Correct on both counts.

Regards

Edison

vdadlaney Wed, 12/02/2009 - 12:20

ediortiz wrote:

From your above statement per my understanding it means that on egress buffering will have minimum use and if that is the case than why are the Tx buffers always higher than the Rx buffers.

Correct on both counts.

Regards

Edison

Hi Edison,

Thx for responding. In your reply to point 1 a couple of posts above you mentioned that buffering will have minimum use on egress. If that is true than why is it that the Tx buffers are usually higher than the Rx buffers on most line cards. Also the document seems to contradict by saying that "buffers are always higher on the Tx side than the Rx side as is also mentioned in the document"? Am i misunderstanding something over here? Thx for your help.

Edison Ortiz Thu, 12/03/2009 - 09:03

In your reply to point 1 a couple of posts above you mentioned that buffering will have minimum use on egress.

You are taking my reply out of context.

If link partners have the same speed/duplex, you won't need to buffer the traffic on egress in either direction unless the receiving partner can't keep up with the sending partner. If the receiving partner can't keep up with the sending partner, we recommend implementing flow-control.

Also the document seems to contradict by saying that "buffers are always higher on the Tx side than the Rx side as is also mentioned in the document"?

The document contradicts what?

The sending device should be the one holding the packets in a temporary storage if the receiving device can't keep up.

If makes no sense for the buffers to be high on the receiving device (at ingress) if it can't process the traffic efficiently.

vdadlaney Tue, 12/22/2009 - 12:14

ediortiz wrote:

In your reply to point 1 a couple of posts above you mentioned that buffering will have minimum use on egress.

You are taking my reply out of context.

If link partners have the same speed/duplex, you won't need to buffer the traffic on egress in either direction unless the receiving partner can't keep up with the sending partner.
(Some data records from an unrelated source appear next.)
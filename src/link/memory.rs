use std::collections::VecDeque;
use std::sync::{Arc, Weak};
use std::time::Duration;
use anyhow::{anyhow, bail};
use async_trait::async_trait;
use bytes::{BufMut, Bytes, BytesMut};
use parking_lot::Mutex;
use rustc_hash::FxHashMap;
use tokio::sync::mpsc;
use tracing::{debug, trace};
use crate::device_id::{DeviceId, PortId};
use crate::link::peer_table::PeerTable;
use crate::link::{LinkLayer, LinkStatus, LinkStatusListener, Peer};

#[derive(Default)]
struct MemoryPort {
    inbound: VecDeque<Bytes>,
    remote: Option<(Weak<MemoryLinkLayer>, PortId)>,
    fail_sends: bool,
}

/// An in-process link layer for simulating several devices in one process. Ports of different
///  instances are wired pairwise, like the two ends of a serial line.
///
/// Frames are delivered reliably and in order unless failures are injected.
pub struct MemoryLinkLayer {
    mtu: usize,
    ports: Mutex<FxHashMap<PortId, MemoryPort>>,
    peer_table: PeerTable,
    ready_send: Mutex<Option<mpsc::UnboundedSender<PortId>>>,
    ready_recv: tokio::sync::Mutex<mpsc::UnboundedReceiver<PortId>>,
    status_listener: Mutex<Option<Arc<dyn LinkStatusListener>>>,
}

impl MemoryLinkLayer {
    pub fn new(mtu: usize) -> Arc<MemoryLinkLayer> {
        let (ready_send, ready_recv) = mpsc::unbounded_channel();
        Arc::new(MemoryLinkLayer {
            mtu,
            ports: Default::default(),
            peer_table: Default::default(),
            ready_send: Mutex::new(Some(ready_send)),
            ready_recv: tokio::sync::Mutex::new(ready_recv),
            status_listener: Default::default(),
        })
    }

    /// Wires port `port_a` of `a` to port `port_b` of `b`
    pub fn connect(a: &Arc<MemoryLinkLayer>, port_a: PortId, b: &Arc<MemoryLinkLayer>, port_b: PortId) {
        a.ports.lock().entry(port_a).or_default().remote = Some((Arc::downgrade(b), port_b));
        b.ports.lock().entry(port_b).or_default().remote = Some((Arc::downgrade(a), port_a));
    }

    pub fn add_peer(&self, port_id: PortId, dev_id: DeviceId) {
        self.peer_table.add_static(port_id, dev_id);
    }

    pub fn peer_table(&self) -> &PeerTable {
        &self.peer_table
    }

    /// Makes all subsequent sends on a port fail (or succeed again)
    pub fn set_send_failure(&self, port_id: PortId, fail_sends: bool) {
        self.ports.lock().entry(port_id).or_default().fail_sends = fail_sends;
    }

    /// Delivers a raw frame as if it had arrived on a port
    pub fn inject_frame(&self, port_id: PortId, frame: &[u8]) {
        self.deliver(port_id, Bytes::copy_from_slice(frame));
    }

    /// Simulates a status change of a port, notifying the registered listener
    pub fn set_link_status(&self, port_id: PortId, status: LinkStatus) {
        debug!("port {:?} is now {:?}", port_id, status);
        if status == LinkStatus::Down {
            self.peer_table.forget_port(port_id);
        }

        let listener = self.status_listener.lock().clone();
        if let Some(listener) = listener {
            listener.on_link_status(port_id, status);
        }
    }

    /// After closing, `wait_ready` returns `None` once all pending frames were signalled
    pub fn close(&self) {
        self.ready_send.lock().take();
    }

    fn deliver(&self, port_id: PortId, frame: Bytes) {
        trace!("delivering {} bytes on port {:?}", frame.len(), port_id);
        self.ports.lock().entry(port_id).or_default().inbound.push_back(frame);
        if let Some(ready_send) = self.ready_send.lock().as_ref() {
            let _ = ready_send.send(port_id);
        }
    }
}

#[async_trait]
impl LinkLayer for MemoryLinkLayer {
    fn mtu(&self, _port: PortId) -> usize {
        self.mtu
    }

    fn route(&self, dst: DeviceId) -> Option<PortId> {
        self.peer_table.route(dst)
    }

    fn peers(&self) -> Vec<Peer> {
        self.peer_table.peers()
    }

    async fn send(&self, port: PortId, frame: &[u8], _timeout: Duration) -> anyhow::Result<()> {
        if frame.len() > self.mtu {
            bail!("frame of {} bytes exceeds MTU {}", frame.len(), self.mtu);
        }

        let remote = {
            let ports = self.ports.lock();
            let memory_port = ports.get(&port)
                .ok_or_else(|| anyhow!("port {:?} is not connected", port))?;
            if memory_port.fail_sends {
                bail!("injected send failure on port {:?}", port);
            }
            memory_port.remote.clone()
        };

        let (remote, remote_port) = remote
            .ok_or_else(|| anyhow!("port {:?} is not connected", port))?;
        let remote = remote.upgrade()
            .ok_or_else(|| anyhow!("remote end of port {:?} is gone", port))?;

        if let Some(&dst) = frame.get(1) {
            self.peer_table.refresh(port, DeviceId(dst));
        }
        remote.deliver(remote_port, Bytes::copy_from_slice(frame));
        Ok(())
    }

    async fn receive(&self, port: PortId, buf: &mut BytesMut) -> anyhow::Result<()> {
        let frame = self.ports.lock()
            .get_mut(&port)
            .and_then(|p| p.inbound.pop_front())
            .ok_or_else(|| anyhow!("no frame available on port {:?}", port))?;

        if frame.len() > buf.capacity() - buf.len() {
            bail!("frame of {} bytes does not fit the receive buffer", frame.len());
        }
        if let Some(&src) = frame.first() {
            self.peer_table.learn(port, DeviceId(src));
        }
        buf.put_slice(&frame);
        Ok(())
    }

    async fn wait_ready(&self) -> Option<PortId> {
        self.ready_recv.lock().await
            .recv().await
    }

    fn set_status_listener(&self, listener: Arc<dyn LinkStatusListener>) {
        *self.status_listener.lock() = Some(listener);
    }
}
impl D2dTransport {
    pub fn new(config: TransportConfig, link: Arc<dyn LinkLayer>, security: Arc<dyn SecurityCodec>) -> anyhow::Result<D2dTransport> {
        config.validate()?;

        let config = Arc::new(config);
        let tables = Arc::new(ResultTables::new(config.ack_enabled));
        let send_path = SendPath::new(link.clone(), security.clone(), tables.clone(), config.clone());

        Ok(D2dTransport {
            inner: Arc::new(TransportInner {
                config,
                link,
                security,
                self_id: OnceLock::new(),
                sessions: SessionRegistry::default(),
                tables,
                handler: Default::default(),
                send_path,
                running: Default::default(),
            })
        })
    }

    pub fn init(&self, self_id: DeviceId) -> D2dResult<()> {
        self.inner.self_id.set(self_id)
            .map_err(|_| D2dError::AlreadyInitialized)?;
        info!("initialized D2D transport as {:?}", self_id);
        Ok(())
    }

    pub fn self_id(&self) -> Option<DeviceId> {
        self.inner.self_id.get().cloned()
    }

    fn require_init(&self) -> D2dResult<DeviceId> {
        self.self_id()
            .ok_or(D2dError::NotInitialized)
    }

    fn require_started(&self) -> D2dResult<DeviceId> {
        let self_id = self.require_init()?;
        if !self.is_started() {
            return Err(D2dError::NotStarted);
        }
        Ok(self_id)
    }

    /// Spawns the receive dispatcher and the request workers, and registers for link status
    ///  notifications.
    ///
    /// NB: This must be called from inside a tokio runtime
    pub fn start(&self) -> D2dResult<()> {
        let self_id = self.require_init()?;

        let mut running = self.inner.running.lock();
        if running.is_some() {
            return Err(D2dError::AlreadyStarted);
        }

        self.inner.link.set_status_listener(self.inner.tables.clone());

        let executor = Arc::new(RequestExecutor::new(&self.inner.config, self.inner.send_path.clone(), self.inner.handler.clone()));
        let dispatcher = Dispatcher::new(
            self_id,
            self.inner.link.clone(),
            self.inner.security.clone(),
            self.inner.send_path.clone(),
            self.inner.tables.clone(),
            executor.clone(),
            self.inner.config.clone(),
        );
        let dispatcher = tokio::spawn(async move {
            dispatcher.recv_loop().await
        });

        *running = Some(Running {
            dispatcher,
            executor,
        });
        info!("started D2D transport for {:?}", self_id);
        Ok(())
    }

    pub fn is_started(&self) -> bool {
        self.inner.running.lock().is_some()
    }

    /// Stops the receive dispatcher and request workers. Pending waits are not interrupted, they
    ///  run into their timeouts.
    pub fn shutdown(&self) {
        if let Some(running) = self.inner.running.lock().take() {
            info!("shutting down D2D transport for {:?}", self.self_id());
            running.stop();
        }
    }

    /// Opens a session to a destination device, returning the session id. Use
    ///  [DeviceId::BROADCAST] for broadcasting and [DeviceId::RECEIVER] for receiving responses of
    ///  all conversations.
    pub fn open(&self, dst_id: DeviceId) -> D2dResult<u8> {
        self.require_init()?;
        self.inner.sessions.open(dst_id)
    }

    pub fn close(&self, session_id: u8) -> D2dResult<()> {
        self.require_init()?;
        self.inner.sessions.close(session_id)
    }

    /// Sends a packet through a session. Source, destination and packet id are taken from the
    ///  session, packet type, flags and payload from `pkt`.
    ///
    /// Unicast packets are re-sent on transient failures (no route, link errors, missing ack)
    ///  up to the configured number of attempts. Broadcasts are sent once per port and must not
    ///  ask for acks or responses.
    pub async fn send(&self, session_id: u8, pkt: &Packet, timeout: Duration) -> D2dResult<()> {
        let self_id = self.require_started()?;
        let session = self.inner.sessions.lookup(session_id)
            .ok_or(D2dError::NoSuchSession(session_id))?;

        let max = self.inner.config.max_payload_size;
        if pkt.payload.len() > max {
            return Err(D2dError::PayloadTooLarge { len: pkt.payload.len(), max });
        }

        let mut info = pkt.info;
        info.src_id = self_id;
        info.dst_id = session.dst_id;
        info.pkt_id = session.pkt_id();
        let d2d_pkt = D2dPacket::new(info, Some(pkt.payload.clone()));

        if session.dst_id.is_broadcast() {
            return self.inner.send_path.send_broadcast(&d2d_pkt, self.inner.config.send_timeout, None).await;
        }

        let retry_count = self.inner.config.retry_count;
        let mut attempts = 0;
        loop {
            attempts += 1;
            match self.inner.send_path.send_unicast(session.dst_id, &d2d_pkt, timeout).await {
                Ok(()) => return Ok(()),
                Err(e) if e.is_retryable() => {
                    if attempts >= retry_count {
                        error!("sending {:?} failed after {} attempts: {}", d2d_pkt, attempts, e);
                        return Err(D2dError::RetryExhausted { attempts, last: Box::new(e) });
                    }
                    warn!("sending {:?} failed: {} - retrying", d2d_pkt, e);
                }
                Err(e) => {
                    debug!("sending {:?} failed: {}", d2d_pkt, e);
                    return Err(e);
                }
            }
        }
    }

    /// Waits for the response to the request last sent through a session, acknowledging it if
    ///  the responder asked for an ack. On a session opened towards [DeviceId::RECEIVER], this
    ///  returns the first response of any conversation.
    pub async fn recv(&self, session_id: u8, timeout: Duration) -> D2dResult<Packet> {
        self.require_started()?;
        let session = self.inner.sessions.lookup(session_id)
            .ok_or(D2dError::NoSuchSession(session_id))?;

        let response = if session.dst_id.is_receiver() {
            self.inner.tables.requests.wait_any(timeout).await?
        }
        else {
            self.inner.tables.requests.wait(session.pkt_id(), session.dst_id, timeout).await?
                .ok_or(D2dError::Timeout)?
        };

        if response.info.need_ack {
            if let Err(e) = self.inner.send_path.send_ack(&response).await {
                warn!("error acknowledging {:?}: {}", response, e);
            }
        }

        Ok(Packet::from_d2d(response))
    }

    /// Registers the handler for requests addressed to this device, replacing any previously
    ///  registered handler
    pub fn register_request_handler(&self, handler: Arc<dyn RequestHandler>) -> D2dResult<()> {
        self.require_init()?;
        *self.inner.handler.write() = Some(handler);
        Ok(())
    }
}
If the receiving partner can't keep up with the sending partner, we recommend implementing flow-control.

Also the document seems to contradict by saying that "buffers are always higher on the Tx side than the Rx side as is also mentioned in the document"?

The document contradicts what?


Hi Edison,

Sorry for not responding earlier. I completely missed this reply.

Quoting one of your earlier replies

"On egress, you will be connected to a device that will perform line rate data thus buffering will have minimum use."

What I understood from this was that egress (tx) buffering will be of minimum use so I was asking why if it is of minimum use do we even need high tx buffers if they are not going to be used.

The document contradicts my understanding of your reply as above and since you clarify in your last post that

"The sending device should be the one holding the packets in a temporary storage if the receiving device can't keep up.

If makes no sense for the buffers to be high on the receiving device (at ingress) if it can't process the traffic efficiently."

which means I have not interpreted your reply correctly and am still confused on"On egress, you will be connected to a device that will perform line rate data thus buffering will have minimum use."

Appreciate if you could simplify any further if possible. Thx for your help.